[[ SUPPLIED RECORDS, beginning ]]
//! The SQL endpoint handler.
//!
//! Collects request parameters, runs the endpoint's query pipeline,
//! and renders the result as JSON or through the template engine.
//! Failures log their detail server-side and surface as a generic
//! error line.

use std::collections::{BTreeMap, BTreeSet};
use std::sync::Arc;

use async_trait::async_trait;
use axum::body::Body;
use axum::http::header::CONTENT_TYPE;
use axum::http::{HeaderName, HeaderValue, Method, Request, StatusCode};
use axum::response::{IntoResponse, Response};
use bytes::Bytes;
use tracing::{debug, error, warn};

use crate::application::executor::QueryExecutor;
use crate::application::pipeline::Pipeline;
use crate::config::{EndpointConfig, QueryDef, ResponseConfig, Settings};
use crate::domain::{Scope, Value};

use super::registry::{BuildError, HandlerFactory, RequestHandler};
use super::template::TemplateEngine;

const SOURCE: &str = "varco::http::sql";

/// Request bodies above this size are dropped from parameter
/// collection rather than buffered.
const REQUEST_BODY_LIMIT_BYTES: usize = 2 * 1024 * 1024;

/// Factory for `type: sql` endpoints.
pub struct SqlHandlerFactory {
    executor: Arc<dyn QueryExecutor>,
    template: Option<Arc<dyn TemplateEngine>>,
}

impl SqlHandlerFactory {
    pub fn new(executor: Arc<dyn QueryExecutor>) -> Self {
        Self {
            executor,
            template: None,
        }
    }

    pub fn with_template_engine(mut self, engine: Arc<dyn TemplateEngine>) -> Self {
        self.template = Some(engine);
        self
    }
}

impl HandlerFactory for SqlHandlerFactory {
    fn type_name(&self) -> &'static str {
        "sql"
    }

    fn build(
        &self,
        settings: &Settings,
        endpoint: &EndpointConfig,
    ) -> Result<Arc<dyn RequestHandler>, BuildError> {
        let spec = &endpoint.handler;

        let mut queries = spec.queries.clone();
        if queries.is_empty() {
            if let Some(sql) = spec.query.as_ref().filter(|sql| !sql.trim().is_empty()) {
                queries.push(QueryDef {
                    sql: sql.clone(),
                    ..Default::default()
                });
            }
        }
        if queries.is_empty() {
            return Err(BuildError::invalid_spec(
                &endpoint.path,
                "sql handler requires `queries` or `query`",
            ));
        }

        if spec
            .response
            .as_ref()
            .is_some_and(|response| response.template.is_some())
            && self.template.is_none()
        {
            warn!(
                target: SOURCE,
                path = %endpoint.path,
                "endpoint configures a response template but no template engine is installed"
            );
        }

        let parameters = spec
            .parameters
            .iter()
            .map(|(name, value)| (name.clone(), Value::from(value.clone())))
            .collect();

        Ok(Arc::new(SqlHandler {
            pipeline: Pipeline::new(
                self.executor.clone(),
                queries,
                spec.single,
                spec.transaction.clone(),
            ),
            parameters,
            features: settings.server.features.clone(),
            response: spec.response.clone(),
            template: self.template.clone(),
        }))
    }
}

/// One endpoint's handler instance. Shared by all workers serving the
/// endpoint; every field is read-only after construction.
pub struct SqlHandler {
    pipeline: Pipeline,
    parameters: BTreeMap<String, Value>,
    features: BTreeMap<String, bool>,
    response: Option<ResponseConfig>,
    template: Option<Arc<dyn TemplateEngine>>,
}

#[async_trait]
impl RequestHandler for SqlHandler {
    async fn handle(
        &self,
        path_params: Vec<(String, String)>,
        request: Request<Body>,
    ) -> Response {
        let scope = self.collect_parameters(path_params, request).await;

        match self.pipeline.execute(scope, &self.features).await {
            Ok(result) => self.render(result).await,
            Err(err) => {
                error!(target: SOURCE, error = %err, detail = ?err, "query pipeline failed");
                (
                    StatusCode::INTERNAL_SERVER_ERROR,
                    "Error executing query pipeline\n",
                )
                    .into_response()
            }
        }
    }
}

impl SqlHandler {
    /// Gather parameters in population order: static config, path
    /// variables, query string (first value per name), then the JSON
    /// object body for POST/PUT. Later sources override earlier ones.
    async fn collect_parameters(
        &self,
        path_params: Vec<(String, String)>,
        request: Request<Body>,
    ) -> Scope {
        let mut scope = Scope::new();

        for (name, value) in &self.parameters {
            scope.insert(name.clone(), value.clone());
        }

        for (name, value) in path_params {
            scope.insert(name, Value::String(value));
        }

        let (parts, body) = request.into_parts();

        if let Some(query) = parts.uri.query() {
            let mut seen = BTreeSet::new();
            for (name, value) in url::form_urlencoded::parse(query.as_bytes()) {
                if seen.insert(name.clone().into_owned()) {
                    scope.insert(name.into_owned(), Value::String(value.into_owned()));
                }
            }
        }

        if parts.method == Method::POST || parts.method == Method::PUT {
            match axum::body::to_bytes(body, REQUEST_BODY_LIMIT_BYTES).await {
                Ok(bytes) if !bytes.is_empty() => {
                    match serde_json::from_slice::<serde_json::Value>(&bytes) {
                        Ok(serde_json::Value::Object(entries)) => {
                            for (name, value) in entries {
                                scope.insert(name, Value::from(value));
                            }
                        }
                        Ok(_) => {
                            debug!(target: SOURCE, "request body is not a JSON object, dropping body parameters");
                        }
                        Err(err) => {
                            debug!(target: SOURCE, error = %err, "request body is not valid JSON, dropping body parameters");
                        }
                    }
                }
                Ok(_) => {}
                Err(err) => {
                    debug!(target: SOURCE, error = %err, "failed to read request body, dropping body parameters");
                }
            }
        }

        scope
    }

    async fn render(&self, result: Value) -> Response {
        let template = self
            .response
            .as_ref()
            .and_then(|response| response.template.as_deref());

        let (body, default_content_type) = match template {
            Some(template) => {
                let Some(engine) = self.template.as_ref() else {
                    error!(target: SOURCE, "no template engine installed for templated response");
                    return (
                        StatusCode::INTERNAL_SERVER_ERROR,
                        "Template rendering failed\n",
                    )
                        .into_response();
                };

                let data = template_context(&result);
                match engine.render(&data, template).await {
                    Ok(bytes) => (bytes, "text/html; charset=utf-8"),
                    Err(err) => {
                        error!(target: SOURCE, error = %err, "template rendering failed");
                        return (
                            StatusCode::INTERNAL_SERVER_ERROR,
                            "Template rendering failed\n",
                        )
                            .into_response();
                    }
                }
            }
            None => match serde_json::to_vec(&result) {
                Ok(bytes) => (Bytes::from(bytes), "application/json"),
                Err(err) => {
                    error!(target: SOURCE, error = %err, "failed to encode response");
                    return (
                        StatusCode::INTERNAL_SERVER_ERROR,
                        "Error encoding query results to JSON\n",
                    )
                        .into_response();
                }
            },
        };

        let mut response = Response::new(Body::from(body));
        response.headers_mut().insert(
            CONTENT_TYPE,
            HeaderValue::from_static(default_content_type),
        );

        if let Some(config) = &self.response {
            for (name, value) in &config.headers {
                match (
                    HeaderName::from_bytes(name.as_bytes()),
                    HeaderValue::from_str(value),
                ) {
                    (Ok(name), Ok(value)) => {
                        response.headers_mut().insert(name, value);
                    }
                    _ => {
                        warn!(target: SOURCE, header = %name, "skipping invalid response header");
                    }
                }
            }
        }

        response
    }
}

/// Compose the template data context: the result under `data`, plus the
/// result's own entries spread at the top level when it is a map.
fn template_context(result: &Value) -> Value {
    let mut data = BTreeMap::new();
    data.insert("data".to_string(), result.clone());
    if let Value::Map(entries) = result {
        for (name, value) in entries {
            data.insert(name.clone(), value.clone());
        }
    }
    Value::Map(data)
}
[[ SUPPLIED RECORDS, end ]]
▶ TASK PROMPT:
Each record is to be given again in full, exactly as it reads.

▶ EXERCISE RESPONSE:
//! The SQL endpoint handler.
//!
//! Collects request parameters, runs the endpoint's query pipeline,
//! and renders the result as JSON or through the template engine.
//! Failures log their detail server-side and surface as a generic
//! error line.

use std::collections::{BTreeMap, BTreeSet};
use std::sync::Arc;

use async_trait::async_trait;
use axum::body::Body;
use axum::http::header::CONTENT_TYPE;
use axum::http::{HeaderName, HeaderValue, Method, Request, StatusCode};
use axum::response::{IntoResponse, Response};
use bytes::Bytes;
use tracing::{debug, error, warn};

use crate::application::executor::QueryExecutor;
use crate::application::pipeline::Pipeline;
use crate::config::{EndpointConfig, QueryDef, ResponseConfig, Settings};
use crate::domain::{Scope, Value};

use super::registry::{BuildError, HandlerFactory, RequestHandler};
use super::template::TemplateEngine;

const SOURCE: &str = "varco::http::sql";

/// Request bodies above this size are dropped from parameter
/// collection rather than buffered.
const REQUEST_BODY_LIMIT_BYTES: usize = 2 * 1024 * 1024;

/// Factory for `type: sql` endpoints.
pub struct SqlHandlerFactory {
    executor: Arc<dyn QueryExecutor>,
    template: Option<Arc<dyn TemplateEngine>>,
}

impl SqlHandlerFactory {
    pub fn new(executor: Arc<dyn QueryExecutor>) -> Self {
        Self {
            executor,
            template: None,
        }
    }

    pub fn with_template_engine(mut self, engine: Arc<dyn TemplateEngine>) -> Self {
        self.template = Some(engine);
        self
    }
}

impl HandlerFactory for SqlHandlerFactory {
    fn type_name(&self) -> &'static str {
        "sql"
    }

    fn build(
        &self,
        settings: &Settings,
        endpoint: &EndpointConfig,
    ) -> Result<Arc<dyn RequestHandler>, BuildError> {
        let spec = &endpoint.handler;

        let mut queries = spec.queries.clone();
        if queries.is_empty() {
            if let Some(sql) = spec.query.as_ref().filter(|sql| !sql.trim().is_empty()) {
                queries.push(QueryDef {
                    sql: sql.clone(),
                    ..Default::default()
                });
            }
        }
        if queries.is_empty() {
            return Err(BuildError::invalid_spec(
                &endpoint.path,
                "sql handler requires `queries` or `query`",
            ));
        }

        if spec
            .response
            .as_ref()
            .is_some_and(|response| response.template.is_some())
            && self.template.is_none()
        {
            warn!(
                target: SOURCE,
                path = %endpoint.path,
                "endpoint configures a response template but no template engine is installed"
            );
        }

        let parameters = spec
            .parameters
            .iter()
            .map(|(name, value)| (name.clone(), Value::from(value.clone())))
            .collect();

        Ok(Arc::new(SqlHandler {
            pipeline: Pipeline::new(
                self.executor.clone(),
                queries,
                spec.single,
                spec.transaction.clone(),
            ),
            parameters,
            features: settings.server.features.clone(),
            response: spec.response.clone(),
            template: self.template.clone(),
        }))
    }
}

/// One endpoint's handler instance. Shared by all workers serving the
/// endpoint; every field is read-only after construction.
pub struct SqlHandler {
    pipeline: Pipeline,
    parameters: BTreeMap<String, Value>,
    features: BTreeMap<String, bool>,
    response: Option<ResponseConfig>,
    template: Option<Arc<dyn TemplateEngine>>,
}

#[async_trait]
impl RequestHandler for SqlHandler {
    async fn handle(
        &self,
        path_params: Vec<(String, String)>,
        request: Request<Body>,
    ) -> Response {
        let scope = self.collect_parameters(path_params, request).await;

        match self.pipeline.execute(scope, &self.features).await {
            Ok(result) => self.render(result).await,
            Err(err) => {
                error!(target: SOURCE, error = %err, detail = ?err, "query pipeline failed");
                (
                    StatusCode::INTERNAL_SERVER_ERROR,
                    "Error executing query pipeline\n",
                )
                    .into_response()
            }
        }
    }
}

impl SqlHandler {
    /// Gather parameters in population order: static config, path
    /// variables, query string (first value per name), then the JSON
    /// object body for POST/PUT. Later sources override earlier ones.
    async fn collect_parameters(
        &self,
        path_params: Vec<(String, String)>,
        request: Request<Body>,
    ) -> Scope {
        let mut scope = Scope::new();

        for (name, value) in &self.parameters {
            scope.insert(name.clone(), value.clone());
        }

        for (name, value) in path_params {
            scope.insert(name, Value::String(value));
        }

        let (parts, body) = request.into_parts();

        if let Some(query) = parts.uri.query() {
            let mut seen = BTreeSet::new();
            for (name, value) in url::form_urlencoded::parse(query.as_bytes()) {
                if seen.insert(name.clone().into_owned()) {
                    scope.insert(name.into_owned(), Value::String(value.into_owned()));
                }
            }
        }

        if parts.method == Method::POST || parts.method == Method::PUT {
            match axum::body::to_bytes(body, REQUEST_BODY_LIMIT_BYTES).await {
                Ok(bytes) if !bytes.is_empty() => {
                    match serde_json::from_slice::<serde_json::Value>(&bytes) {
                        Ok(serde_json::Value::Object(entries)) => {
                            for (name, value) in entries {
                                scope.insert(name, Value::from(value));
                            }
                        }
                        Ok(_) => {
                            debug!(target: SOURCE, "request body is not a JSON object, dropping body parameters");
                        }
                        Err(err) => {
                            debug!(target: SOURCE, error = %err, "request body is not valid JSON, dropping body parameters");
                        }
                    }
                }
                Ok(_) => {}
                Err(err) => {
                    debug!(target: SOURCE, error = %err, "failed to read request body, dropping body parameters");
                }
            }
        }

        scope
    }

    async fn render(&self, result: Value) -> Response {
        let template = self
            .response
            .as_ref()
            .and_then(|response| response.template.as_deref());

        let (body, default_content_type) = match template {
            Some(template) => {
                let Some(engine) = self.template.as_ref() else {
                    error!(target: SOURCE, "no template engine installed for templated response");
                    return (
                        StatusCode::INTERNAL_SERVER_ERROR,
                        "Template rendering failed\n",
                    )
                        .into_response();
                };

                let data = template_context(&result);
                match engine.render(&data, template).await {
                    Ok(bytes) => (bytes, "text/html; charset=utf-8"),
                    Err(err) => {
                        error!(target: SOURCE, error = %err, "template rendering failed");
                        return (
                            StatusCode::INTERNAL_SERVER_ERROR,
                            "Template rendering failed\n",
                        )
                            .into_response();
                    }
                }
            }
            None => match serde_json::to_vec(&result) {
                Ok(bytes) => (Bytes::from(bytes), "application/json"),
                Err(err) => {
                    error!(target: SOURCE, error = %err, "failed to encode response");
                    return (
                        StatusCode::INTERNAL_SERVER_ERROR,
                        "Error encoding query results to JSON\n",
                    )
                        .into_response();
                }
            },
        };

        let mut response = Response::new(Body::from(body));
        response.headers_mut().insert(
            CONTENT_TYPE,
            HeaderValue::from_static(default_content_type),
        );

        if let Some(config) = &self.response {
            for (name, value) in &config.headers {
                match (
                    HeaderName::from_bytes(name.as_bytes()),
                    HeaderValue::from_str(value),
                ) {
                    (Ok(name), Ok(value)) => {
                        response.headers_mut().insert(name, value);
                    }
                    _ => {
                        warn!(target: SOURCE, header = %name, "skipping invalid response header");
                    }
                }
            }
        }

        response
    }
}

/// Compose the template data context: the result under `data`, plus the
/// result's own entries spread at the top level when it is a map.
fn template_context(result: &Value) -> Value {
    let mut data = BTreeMap::new();
    data.insert("data".to_string(), result.clone());
    if let Value::Map(entries) = result {
        for (name, value) in entries {
            data.insert(name.clone(), value.clone());
        }
    }
    Value::Map(data)
}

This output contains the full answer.